#### TASK INSTRUCTIONS:
The listing below must be given again in full, exactly.
────────
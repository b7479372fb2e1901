//! Job handlers for the task types the payment core schedules.

use crate::chain::{ChainError, ChainRegistry};
use crate::notify::{NotificationSink, NotifyError};
use crate::orders::OrderService;
use crate::queue::{HandlerRegistry, JobHandler};
use crate::store::{AddressPool, OrderStore, PaymentStore, StoreError};
use async_trait::async_trait;
use paywatch_sdk::objects::ChainType;
use paywatch_sdk::signature::SignedObject;
use serde::{Deserialize, Serialize};
use std::sync::Arc;
use thiserror::Error;
use tracing::{info, warn};

pub const TASK_ORDER_EXPIRATION: &str = "order:expiration";
pub const TASK_ORDER_CALLBACK: &str = "order:callback";
pub const TASK_ORDER_EXPIRATION_CALLBACK: &str = "order:expiration:callback";
pub const TASK_BALANCE_REFRESH: &str = "wallet:balance_refresh";

/// Paid-order webhooks get more attempts than other jobs.
pub const CALLBACK_MAX_RETRY: i32 = 5;

#[derive(Debug, Error)]
pub enum TaskError {
    #[error("invalid job payload: {0}")]
    InvalidPayload(String),

    #[error("no handler registered for task type {0}")]
    UnknownTaskType(String),

    #[error("webhook not acknowledged (status {status}): {body}")]
    NotAcknowledged { status: u16, body: String },

    #[error("store error: {0}")]
    Store(#[from] StoreError),

    #[error("chain error: {0}")]
    Chain(#[from] ChainError),

    #[error("notification error: {0}")]
    Notify(#[from] NotifyError),
}

fn trade_id_from(payload: &[u8]) -> Result<&str, TaskError> {
    let trade_id = std::str::from_utf8(payload)
        .map_err(|e| TaskError::InvalidPayload(e.to_string()))?
        .trim();
    if trade_id.is_empty() {
        return Err(TaskError::InvalidPayload("empty trade id".to_string()));
    }
    Ok(trade_id)
}

/// `order:expiration`: payload is the trade id.
pub struct OrderExpirationTask<S> {
    orders: Arc<OrderService<S>>,
}

impl<S> OrderExpirationTask<S> {
    pub fn new(orders: Arc<OrderService<S>>) -> Self {
        Self { orders }
    }
}

#[async_trait]
impl<S: PaymentStore> JobHandler for OrderExpirationTask<S> {
    async fn handle(&self, payload: &[u8]) -> Result<(), TaskError> {
        let trade_id = trade_id_from(payload)?;
        self.orders.expire_order(trade_id).await?;
        Ok(())
    }
}

/// `order:callback` and `order:expiration:callback`: post the order's
/// current state to its notify URL.
///
/// Every attempt is recorded on the order. An answer other than `ok` or
/// `success` fails the job so the queue retries it.
pub struct OrderCallbackTask<S> {
    store: Arc<S>,
    notifier: Arc<dyn NotificationSink>,
    signing_key: Arc<[u8]>,
}

impl<S> OrderCallbackTask<S> {
    pub fn new(store: Arc<S>, notifier: Arc<dyn NotificationSink>, signing_key: Arc<[u8]>) -> Self {
        Self {
            store,
            notifier,
            signing_key,
        }
    }
}

#[async_trait]
impl<S: OrderStore + 'static> JobHandler for OrderCallbackTask<S> {
    async fn handle(&self, payload: &[u8]) -> Result<(), TaskError> {
        let trade_id = trade_id_from(payload)?;
        let Some(order) = self.store.get_by_trade_id(trade_id).await? else {
            warn!(trade_id = %trade_id, "Callback for unknown order dropped");
            return Ok(());
        };
        let Some(url) = order.callback_url.as_deref().filter(|url| !url.is_empty()) else {
            return Ok(());
        };
        if order.callback_acknowledged {
            return Ok(());
        }

        let signed = SignedObject::new(order.notify_payload(), &self.signing_key)
            .map_err(NotifyError::from)?;
        let response = match self.notifier.deliver_webhook(url, &signed).await {
            Ok(response) => response,
            Err(e) => {
                self.store.record_callback_attempt(trade_id, false).await?;
                return Err(e.into());
            }
        };

        let acknowledged = response.is_acknowledged();
        self.store
            .record_callback_attempt(trade_id, acknowledged)
            .await?;
        if !acknowledged {
            return Err(TaskError::NotAcknowledged {
                status: response.status,
                body: response.body,
            });
        }

        info!(
            trade_id = %trade_id,
            status = ?order.status,
            "Webhook acknowledged"
        );
        Ok(())
    }
}

#[derive(Debug, Clone, PartialEq, Eq, Serialize, Deserialize)]
pub struct BalanceRefreshPayload {
    pub address: String,
    pub chain: ChainType,
}

/// `wallet:balance_refresh`: re-read an address balance after a payment.
pub struct BalanceRefreshTask<S> {
    store: Arc<S>,
    registry: Arc<ChainRegistry>,
}

impl<S> BalanceRefreshTask<S> {
    pub fn new(store: Arc<S>, registry: Arc<ChainRegistry>) -> Self {
        Self { store, registry }
    }
}

#[async_trait]
impl<S: AddressPool + 'static> JobHandler for BalanceRefreshTask<S> {
    async fn handle(&self, payload: &[u8]) -> Result<(), TaskError> {
        let payload: BalanceRefreshPayload = serde_json::from_slice(payload)
            .map_err(|e| TaskError::InvalidPayload(e.to_string()))?;
        let service = self.registry.require(payload.chain)?;
        let balance = service.get_token_balance(&payload.address).await?;
        self.store
            .update_balance(&payload.address, payload.chain, balance.primary)
            .await?;
        info!(
            chain = %payload.chain,
            address = %payload.address,
            balance = %balance.primary,
            "Address balance refreshed"
        );
        Ok(())
    }
}

/// The handler set every deployment runs.
pub fn default_handlers<S: PaymentStore>(
    orders: Arc<OrderService<S>>,
    store: Arc<S>,
    registry: Arc<ChainRegistry>,
    notifier: Arc<dyn NotificationSink>,
    signing_key: Arc<[u8]>,
) -> HandlerRegistry {
    let callback: Arc<dyn JobHandler> =
        Arc::new(OrderCallbackTask::new(store.clone(), notifier, signing_key));
    let mut handlers = HandlerRegistry::new();
    handlers.register(
        TASK_ORDER_EXPIRATION,
        Arc::new(OrderExpirationTask::new(orders)),
    );
    handlers.register(TASK_ORDER_CALLBACK, callback.clone());
    handlers.register(TASK_ORDER_EXPIRATION_CALLBACK, callback);
    handlers.register(
        TASK_BALANCE_REFRESH,
        Arc::new(BalanceRefreshTask::new(store, registry)),
    );
    handlers
}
────────
#### TASK RESPONSE:
repository b7479372fb2e1901
//! Job handlers for the task types the payment core schedules.

use crate::chain::{ChainError, ChainRegistry};
use crate::notify::{NotificationSink, NotifyError};
use crate::orders::OrderService;
use crate::queue::{HandlerRegistry, JobHandler};
use crate::store::{AddressPool, OrderStore, PaymentStore, StoreError};
use async_trait::async_trait;
use paywatch_sdk::objects::ChainType;
use paywatch_sdk::signature::SignedObject;
use serde::{Deserialize, Serialize};
use std::sync::Arc;
use thiserror::Error;
use tracing::{info, warn};

pub const TASK_ORDER_EXPIRATION: &str = "order:expiration";
pub const TASK_ORDER_CALLBACK: &str = "order:callback";
pub const TASK_ORDER_EXPIRATION_CALLBACK: &str = "order:expiration:callback";
pub const TASK_BALANCE_REFRESH: &str = "wallet:balance_refresh";

/// Paid-order webhooks get more attempts than other jobs.
pub const CALLBACK_MAX_RETRY: i32 = 5;

#[derive(Debug, Error)]
pub enum TaskError {
    #[error("invalid job payload: {0}")]
    InvalidPayload(String),

    #[error("no handler registered for task type {0}")]
    UnknownTaskType(String),

    #[error("webhook not acknowledged (status {status}): {body}")]
    NotAcknowledged { status: u16, body: String },

    #[error("store error: {0}")]
    Store(#[from] StoreError),

    #[error("chain error: {0}")]
    Chain(#[from] ChainError),

    #[error("notification error: {0}")]
    Notify(#[from] NotifyError),
}

fn trade_id_from(payload: &[u8]) -> Result<&str, TaskError> {
    let trade_id = std::str::from_utf8(payload)
        .map_err(|e| TaskError::InvalidPayload(e.to_string()))?
        .trim();
    if trade_id.is_empty() {
        return Err(TaskError::InvalidPayload("empty trade id".to_string()));
    }
    Ok(trade_id)
}

/// `order:expiration`: payload is the trade id.
pub struct OrderExpirationTask<S> {
    orders: Arc<OrderService<S>>,
}

impl<S> OrderExpirationTask<S> {
    pub fn new(orders: Arc<OrderService<S>>) -> Self {
        Self { orders }
    }
}

#[async_trait]
impl<S: PaymentStore> JobHandler for OrderExpirationTask<S> {
    async fn handle(&self, payload: &[u8]) -> Result<(), TaskError> {
        let trade_id = trade_id_from(payload)?;
        self.orders.expire_order(trade_id).await?;
        Ok(())
    }
}

/// `order:callback` and `order:expiration:callback`: post the order's
/// current state to its notify URL.
///
/// Every attempt is recorded on the order. An answer other than `ok` or
/// `success` fails the job so the queue retries it.
pub struct OrderCallbackTask<S> {
    store: Arc<S>,
    notifier: Arc<dyn NotificationSink>,
    signing_key: Arc<[u8]>,
}

impl<S> OrderCallbackTask<S> {
    pub fn new(store: Arc<S>, notifier: Arc<dyn NotificationSink>, signing_key: Arc<[u8]>) -> Self {
        Self {
            store,
            notifier,
            signing_key,
        }
    }
}

#[async_trait]
impl<S: OrderStore + 'static> JobHandler for OrderCallbackTask<S> {
    async fn handle(&self, payload: &[u8]) -> Result<(), TaskError> {
        let trade_id = trade_id_from(payload)?;
        let Some(order) = self.store.get_by_trade_id(trade_id).await? else {
            warn!(trade_id = %trade_id, "Callback for unknown order dropped");
            return Ok(());
        };
        let Some(url) = order.callback_url.as_deref().filter(|url| !url.is_empty()) else {
            return Ok(());
        };
        if order.callback_acknowledged {
            return Ok(());
        }

        let signed = SignedObject::new(order.notify_payload(), &self.signing_key)
            .map_err(NotifyError::from)?;
        let response = match self.notifier.deliver_webhook(url, &signed).await {
            Ok(response) => response,
            Err(e) => {
                self.store.record_callback_attempt(trade_id, false).await?;
                return Err(e.into());
            }
        };

        let acknowledged = response.is_acknowledged();
        self.store
            .record_callback_attempt(trade_id, acknowledged)
            .await?;
        if !acknowledged {
            return Err(TaskError::NotAcknowledged {
                status: response.status,
                body: response.body,
            });
        }

        info!(
            trade_id = %trade_id,
            status = ?order.status,
            "Webhook acknowledged"
        );
        Ok(())
    }
}

#[derive(Debug, Clone, PartialEq, Eq, Serialize, Deserialize)]
pub struct BalanceRefreshPayload {
    pub address: String,
    pub chain: ChainType,
}

/// `wallet:balance_refresh`: re-read an address balance after a payment.
pub struct BalanceRefreshTask<S> {
    store: Arc<S>,
    registry: Arc<ChainRegistry>,
}

impl<S> BalanceRefreshTask<S> {
    pub fn new(store: Arc<S>, registry: Arc<ChainRegistry>) -> Self {
        Self { store, registry }
    }
}

#[async_trait]
impl<S: AddressPool + 'static> JobHandler for BalanceRefreshTask<S> {
    async fn handle(&self, payload: &[u8]) -> Result<(), TaskError> {
        let payload: BalanceRefreshPayload = serde_json::from_slice(payload)
            .map_err(|e| TaskError::InvalidPayload(e.to_string()))?;
        let service = self.registry.require(payload.chain)?;
        let balance = service.get_token_balance(&payload.address).await?;
        self.store
            .update_balance(&payload.address, payload.chain, balance.primary)
            .await?;
        info!(
            chain = %payload.chain,
            address = %payload.address,
            balance = %balance.primary,
            "Address balance refreshed"
        );
        Ok(())
    }
}

/// The handler set every deployment runs.
pub fn default_handlers<S: PaymentStore>(
    orders: Arc<OrderService<S>>,
    store: Arc<S>,
    registry: Arc<ChainRegistry>,
    notifier: Arc<dyn NotificationSink>,
    signing_key: Arc<[u8]>,
) -> HandlerRegistry {
    let callback: Arc<dyn JobHandler> =
        Arc::new(OrderCallbackTask::new(store.clone(), notifier, signing_key));
    let mut handlers = HandlerRegistry::new();
    handlers.register(
        TASK_ORDER_EXPIRATION,
        Arc::new(OrderExpirationTask::new(orders)),
    );
    handlers.register(TASK_ORDER_CALLBACK, callback.clone());
    handlers.register(TASK_ORDER_EXPIRATION_CALLBACK, callback);
    handlers.register(
        TASK_BALANCE_REFRESH,
        Arc::new(BalanceRefreshTask::new(store, registry)),
    );
    handlers
}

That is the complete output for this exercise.